Begin with the first line of the entries below and reproduce each line exactly, ending with the line that holds "built-in theme presets.".
--- Data for review ---
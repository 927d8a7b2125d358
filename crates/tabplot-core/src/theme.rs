// File: crates/tabplot-core/src/theme.rs
// Summary: Light/Dark theming plus the categorical fill palette.

use crate::draw::Color;

/// Categorical palette, assigned to distinct values by first-seen index.
pub const PALETTE: [Color; 10] = [
    Color::rgb(0x1f, 0x77, 0xb4),
    Color::rgb(0xff, 0x7f, 0x0e),
    Color::rgb(0x2c, 0xa0, 0x2c),
    Color::rgb(0xd6, 0x27, 0x28),
    Color::rgb(0x94, 0x67, 0xbd),
    Color::rgb(0x8c, 0x56, 0x4b),
    Color::rgb(0xe3, 0x77, 0xc2),
    Color::rgb(0x7f, 0x7f, 0x7f),
    Color::rgb(0xbc, 0xbd, 0x22),
    Color::rgb(0x17, 0xbe, 0xcf),
];

#[derive(Clone, Copy, Debug)]
pub struct Theme {
    pub name: &'static str,
    pub background: Color,
    pub axis_line: Color,
    pub axis_label: Color,
    pub tick: Color,
    pub box_fill: Color,
    pub mark_stroke: Color,
    pub palette: [Color; 10],
}

impl Theme {
    pub fn light() -> Self {
        Self {
            name: "light",
            background: Color::rgb(250, 250, 252),
            axis_line: Color::rgb(60, 60, 70),
            axis_label: Color::rgb(20, 20, 30),
            tick: Color::rgb(100, 100, 110),
            box_fill: Color::rgb(0x1f, 0x77, 0xb4),
            mark_stroke: Color::rgb(20, 20, 30),
            palette: PALETTE,
        }
    }

    pub fn dark() -> Self {
        Self {
            name: "dark",
            background: Color::rgb(18, 18, 20),
            axis_line: Color::rgb(180, 180, 190),
            axis_label: Color::rgb(235, 235, 245),
            tick: Color::rgb(150, 150, 160),
            box_fill: Color::rgb(64, 160, 255),
            mark_stroke: Color::rgb(210, 210, 220),
            palette: PALETTE,
        }
    }

    /// Fill for the `index`-th distinct category, cycling past the palette end.
    pub fn series_color(&self, index: usize) -> Color {
        self.palette[index % self.palette.len()]
    }
}

/// Return the list of built-in theme presets.
pub fn presets() -> Vec<Theme> {
    vec![Theme::light(), Theme::dark()]
}

/// Find a theme by its `name`, falling back to light.
pub fn find(name: &str) -> Theme {
    for t in presets() {
        if t.name.eq_ignore_ascii_case(name) {
            return t;
        }
    }
    Theme::light()
}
---
### Solution below
repository 927d8a7b2125d358
filename crates/tabplot-core/src/theme.rs
// File: crates/tabplot-core/src/theme.rs
// Summary: Light/Dark theming plus the categorical fill palette.

use crate::draw::Color;

/// Categorical palette, assigned to distinct values by first-seen index.
pub const PALETTE: [Color; 10] = [
    Color::rgb(0x1f, 0x77, 0xb4),
    Color::rgb(0xff, 0x7f, 0x0e),
    Color::rgb(0x2c, 0xa0, 0x2c),
    Color::rgb(0xd6, 0x27, 0x28),
    Color::rgb(0x94, 0x67, 0xbd),
    Color::rgb(0x8c, 0x56, 0x4b),
    Color::rgb(0xe3, 0x77, 0xc2),
    Color::rgb(0x7f, 0x7f, 0x7f),
    Color::rgb(0xbc, 0xbd, 0x22),
    Color::rgb(0x17, 0xbe, 0xcf),
];

#[derive(Clone, Copy, Debug)]
pub struct Theme {
    pub name: &'static str,
    pub background: Color,
    pub axis_line: Color,
    pub axis_label: Color,
    pub tick: Color,
    pub box_fill: Color,
    pub mark_stroke: Color,
    pub palette: [Color; 10],
}

impl Theme {
    pub fn light() -> Self {
        Self {
            name: "light",
            background: Color::rgb(250, 250, 252),
            axis_line: Color::rgb(60, 60, 70),
            axis_label: Color::rgb(20, 20, 30),
            tick: Color::rgb(100, 100, 110),
            box_fill: Color::rgb(0x1f, 0x77, 0xb4),
            mark_stroke: Color::rgb(20, 20, 30),
            palette: PALETTE,
        }
    }

    pub fn dark() -> Self {
        Self {
            name: "dark",
            background: Color::rgb(18, 18, 20),
            axis_line: Color::rgb(180, 180, 190),
            axis_label: Color::rgb(235, 235, 245),
            tick: Color::rgb(150, 150, 160),
            box_fill: Color::rgb(64, 160, 255),
            mark_stroke: Color::rgb(210, 210, 220),
            palette: PALETTE,
        }
    }

    /// Fill for the `index`-th distinct category, cycling past the palette end.
    pub fn series_color(&self, index: usize) -> Color {
        self.palette[index % self.palette.len()]
    }
}

/// Return the list of built-in theme presets.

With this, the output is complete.